WHAT TO DO: Report each line from the data below that holds the word "info".

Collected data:
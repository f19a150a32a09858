//! # People Repository
//!
//! Customers, staff and customer wishlists.
//!
//! Staff carry two independent authorization dimensions: `job_roles`
//! (multi-valued duties, stored as a JSON array) and `access` (one coarse
//! privilege tier).

use atelier_core::validation::{validate_email, validate_name};
use atelier_core::{AccessLevel, CoreError, Customer, JobRole, Staff, WishlistItem};
use chrono::{DateTime, Utc};
use sqlx::{SqliteConnection, SqlitePool};
use tracing::{debug, info};
use uuid::Uuid;

use crate::error::{DbError, DbResult};
use crate::repository::catalog::product_exists;

pub(crate) async fn customer_exists(conn: &mut SqliteConnection, id: &str) -> DbResult<bool> {
    let found: Option<i64> = sqlx::query_scalar("SELECT 1 FROM customers WHERE id = ?1")
        .bind(id)
        .fetch_optional(&mut *conn)
        .await?;
    Ok(found.is_some())
}

pub(crate) async fn staff_exists(conn: &mut SqliteConnection, id: &str) -> DbResult<bool> {
    let found: Option<i64> = sqlx::query_scalar("SELECT 1 FROM staff WHERE id = ?1")
        .bind(id)
        .fetch_optional(&mut *conn)
        .await?;
    Ok(found.is_some())
}

#[derive(Debug, sqlx::FromRow)]
struct StaffRow {
    id: String,
    name: String,
    email: String,
    job_roles: String,
    access: AccessLevel,
    created_at: DateTime<Utc>,
}

impl TryFrom<StaffRow> for Staff {
    type Error = DbError;

    fn try_from(row: StaffRow) -> Result<Self, Self::Error> {
        let job_roles: Vec<JobRole> =
            serde_json::from_str(&row.job_roles).map_err(|e| DbError::decode("staff.job_roles", e))?;
        Ok(Staff {
            id: row.id,
            name: row.name,
            email: row.email,
            job_roles,
            access: row.access,
            created_at: row.created_at,
        })
    }
}

/// Repository for customers, staff and wishlists.
#[derive(Debug, Clone)]
pub struct PeopleRepository {
    pool: SqlitePool,
}

impl PeopleRepository {
    /// Creates a new PeopleRepository.
    pub fn new(pool: SqlitePool) -> Self {
        PeopleRepository { pool }
    }

    // =========================================================================
    // Customers
    // =========================================================================

    pub async fn insert_customer(&self, customer: &Customer) -> DbResult<()> {
        validate_name("name", &customer.name)?;
        validate_email(&customer.email)?;

        debug!(id = %customer.id, "Inserting customer");

        sqlx::query("INSERT INTO customers (id, name, email, created_at) VALUES (?1, ?2, ?3, ?4)")
            .bind(&customer.id)
            .bind(&customer.name)
            .bind(&customer.email)
            .bind(customer.created_at)
            .execute(&self.pool)
            .await
            .map_err(|e| match DbError::from(e) {
                err if err.is_unique_on("customers") => DbError::duplicate("email", &customer.email),
                err => err,
            })?;

        Ok(())
    }

    pub async fn get_customer(&self, id: &str) -> DbResult<Option<Customer>> {
        let customer = sqlx::query_as::<_, Customer>(
            "SELECT id, name, email, created_at FROM customers WHERE id = ?1",
        )
        .bind(id)
        .fetch_optional(&self.pool)
        .await?;
        Ok(customer)
    }

    // =========================================================================
    // Staff
    // =========================================================================

    pub async fn insert_staff(&self, staff: &Staff) -> DbResult<()> {
        validate_name("name", &staff.name)?;
        validate_email(&staff.email)?;

        let job_roles = serde_json::to_string(&staff.job_roles).map_err(|e| DbError::Internal(e.to_string()))?;

        debug!(id = %staff.id, access = ?staff.access, roles = %job_roles, "Inserting staff member");

        sqlx::query(
            r#"
            INSERT INTO staff (id, name, email, job_roles, access, created_at)
            VALUES (?1, ?2, ?3, ?4, ?5, ?6)
            "#,
        )
        .bind(&staff.id)
        .bind(&staff.name)
        .bind(&staff.email)
        .bind(&job_roles)
        .bind(staff.access)
        .bind(staff.created_at)
        .execute(&self.pool)
        .await
        .map_err(|e| match DbError::from(e) {
            err if err.is_unique_on("staff") => DbError::duplicate("email", &staff.email),
            err => err,
        })?;

        Ok(())
    }

    pub async fn get_staff(&self, id: &str) -> DbResult<Option<Staff>> {
        let row = sqlx::query_as::<_, StaffRow>(
            "SELECT id, name, email, job_roles, access, created_at FROM staff WHERE id = ?1",
        )
        .bind(id)
        .fetch_optional(&self.pool)
        .await?;

        row.map(Staff::try_from).transpose()
    }

    // =========================================================================
    // Wishlist
    // =========================================================================

    /// Adds a product to a customer's wishlist. Adding twice returns the
    /// existing entry.
    pub async fn add_to_wishlist(&self, customer_id: &str, product_id: &str) -> DbResult<WishlistItem> {
        let inserted = sqlx::query(
            r#"
            INSERT INTO wishlist_items (id, customer_id, product_id, created_at)
            VALUES (?1, ?2, ?3, ?4)
            ON CONFLICT (customer_id, product_id) DO NOTHING
            "#,
        )
        .bind(Uuid::new_v4().to_string())
        .bind(customer_id)
        .bind(product_id)
        .bind(Utc::now())
        .execute(&self.pool)
        .await;

        match inserted.map_err(DbError::from) {
            Ok(result) if result.rows_affected() == 1 => {
                info!(customer_id = %customer_id, product_id = %product_id, "Added to wishlist");
            }
            Ok(_) => {}
            Err(DbError::ForeignKeyViolation { .. }) => {
                let mut conn = self.pool.acquire().await?;
                if !customer_exists(&mut conn, customer_id).await? {
                    return Err(CoreError::UnknownCustomer(customer_id.to_string()).into());
                }
                if !product_exists(&mut conn, product_id).await? {
                    return Err(CoreError::UnknownProduct(product_id.to_string()).into());
                }
                return Err(DbError::ForeignKeyViolation {
                    message: "wishlist item".to_string(),
                });
            }
            Err(err) => return Err(err),
        }

        let item = sqlx::query_as::<_, WishlistItem>(
            r#"
            SELECT id, customer_id, product_id, created_at
            FROM wishlist_items
            WHERE customer_id = ?1 AND product_id = ?2
            "#,
        )
        .bind(customer_id)
        .bind(product_id)
        .fetch_one(&self.pool)
        .await?;

        Ok(item)
    }

    /// Removes a product from a wishlist. Returns whether it was there.
    pub async fn remove_from_wishlist(&self, customer_id: &str, product_id: &str) -> DbResult<bool> {
        let result = sqlx::query("DELETE FROM wishlist_items WHERE customer_id = ?1 AND product_id = ?2")
            .bind(customer_id)
            .bind(product_id)
            .execute(&self.pool)
            .await?;
        Ok(result.rows_affected() > 0)
    }

    /// A customer's wishlist, oldest entry first.
    pub async fn wishlist(&self, customer_id: &str) -> DbResult<Vec<WishlistItem>> {
        let items = sqlx::query_as::<_, WishlistItem>(
            r#"
            SELECT id, customer_id, product_id, created_at
            FROM wishlist_items
            WHERE customer_id = ?1
            ORDER BY created_at, rowid
            "#,
        )
        .bind(customer_id)
        .fetch_all(&self.pool)
        .await?;
        Ok(items)
    }
}

// =============================================================================
// Unit Tests
// =============================================================================

#[cfg(test)]
mod tests {
    use crate::error::DbError;
    use crate::testing::{self, Fixture};
    use atelier_core::{AccessLevel, CoreError, Currency, JobRole, Money};

    #[tokio::test]
    async fn test_customer_round_trip_and_unique_email() {
        let fx = Fixture::new().await;
        let customer = fx.customer().await;
        let loaded = fx.db.people().get_customer(&customer.id).await.unwrap().unwrap();
        assert_eq!(loaded.email, customer.email);

        let mut twin = testing::customer_record("Twin");
        twin.email = customer.email.clone();
        let err = fx.db.people().insert_customer(&twin).await.unwrap_err();
        assert!(matches!(err, DbError::UniqueViolation { .. }));

        assert!(fx.db.people().get_customer("missing").await.unwrap().is_none());
    }

    #[tokio::test]
    async fn test_invalid_customer_rejected() {
        let fx = Fixture::new().await;
        let mut bad = testing::customer_record("Ada");
        bad.email = "not-an-email".to_string();
        assert!(matches!(
            fx.db.people().insert_customer(&bad).await,
            Err(DbError::Core(CoreError::Validation(_)))
        ));
    }

    #[tokio::test]
    async fn test_staff_roles_and_access_round_trip() {
        let fx = Fixture::new().await;
        let mut staff = testing::staff_record("Chidi");
        staff.job_roles = vec![JobRole::Cashier, JobRole::StockKeeper];
        staff.access = AccessLevel::Manager;
        fx.db.people().insert_staff(&staff).await.unwrap();

        let loaded = fx.db.people().get_staff(&staff.id).await.unwrap().unwrap();
        assert_eq!(loaded.job_roles, vec![JobRole::Cashier, JobRole::StockKeeper]);
        assert_eq!(loaded.access, AccessLevel::Manager);
        assert!(loaded.has_role(JobRole::Cashier));
        assert!(!loaded.has_role(JobRole::StoreManager));
    }

    #[tokio::test]
    async fn test_wishlist_is_idempotent() {
        let fx = Fixture::new().await;
        let customer = fx.customer().await;
        let a = fx.product(&[Money::from_minor(1000, Currency::Ngn)]).await;
        let b = fx.product(&[Money::from_minor(2000, Currency::Ngn)]).await;
        let people = fx.db.people();

        let first = people.add_to_wishlist(&customer.id, &a.id).await.unwrap();
        let again = people.add_to_wishlist(&customer.id, &a.id).await.unwrap();
        assert_eq!(first.id, again.id);
        people.add_to_wishlist(&customer.id, &b.id).await.unwrap();

        let list = people.wishlist(&customer.id).await.unwrap();
        assert_eq!(list.len(), 2);
        assert_eq!(list[0].product_id, a.id);

        assert!(people.remove_from_wishlist(&customer.id, &a.id).await.unwrap());
        assert!(!people.remove_from_wishlist(&customer.id, &a.id).await.unwrap());
        assert_eq!(people.wishlist(&customer.id).await.unwrap().len(), 1);
    }

    #[tokio::test]
    async fn test_wishlist_unknown_references() {
        let fx = Fixture::new().await;
        let customer = fx.customer().await;
        let product = fx.product(&[]).await;
        let people = fx.db.people();

        assert!(matches!(
            people.add_to_wishlist("ghost", &product.id).await,
            Err(DbError::Core(CoreError::UnknownCustomer(_)))
        ));
        assert!(matches!(
            people.add_to_wishlist(&customer.id, "ghost").await,
            Err(DbError::Core(CoreError::UnknownProduct(_)))
        ));
    }
}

TASK RESULT:
use tracing::{debug, info};
                info!(customer_id = %customer_id, product_id = %product_id, "Added to wishlist");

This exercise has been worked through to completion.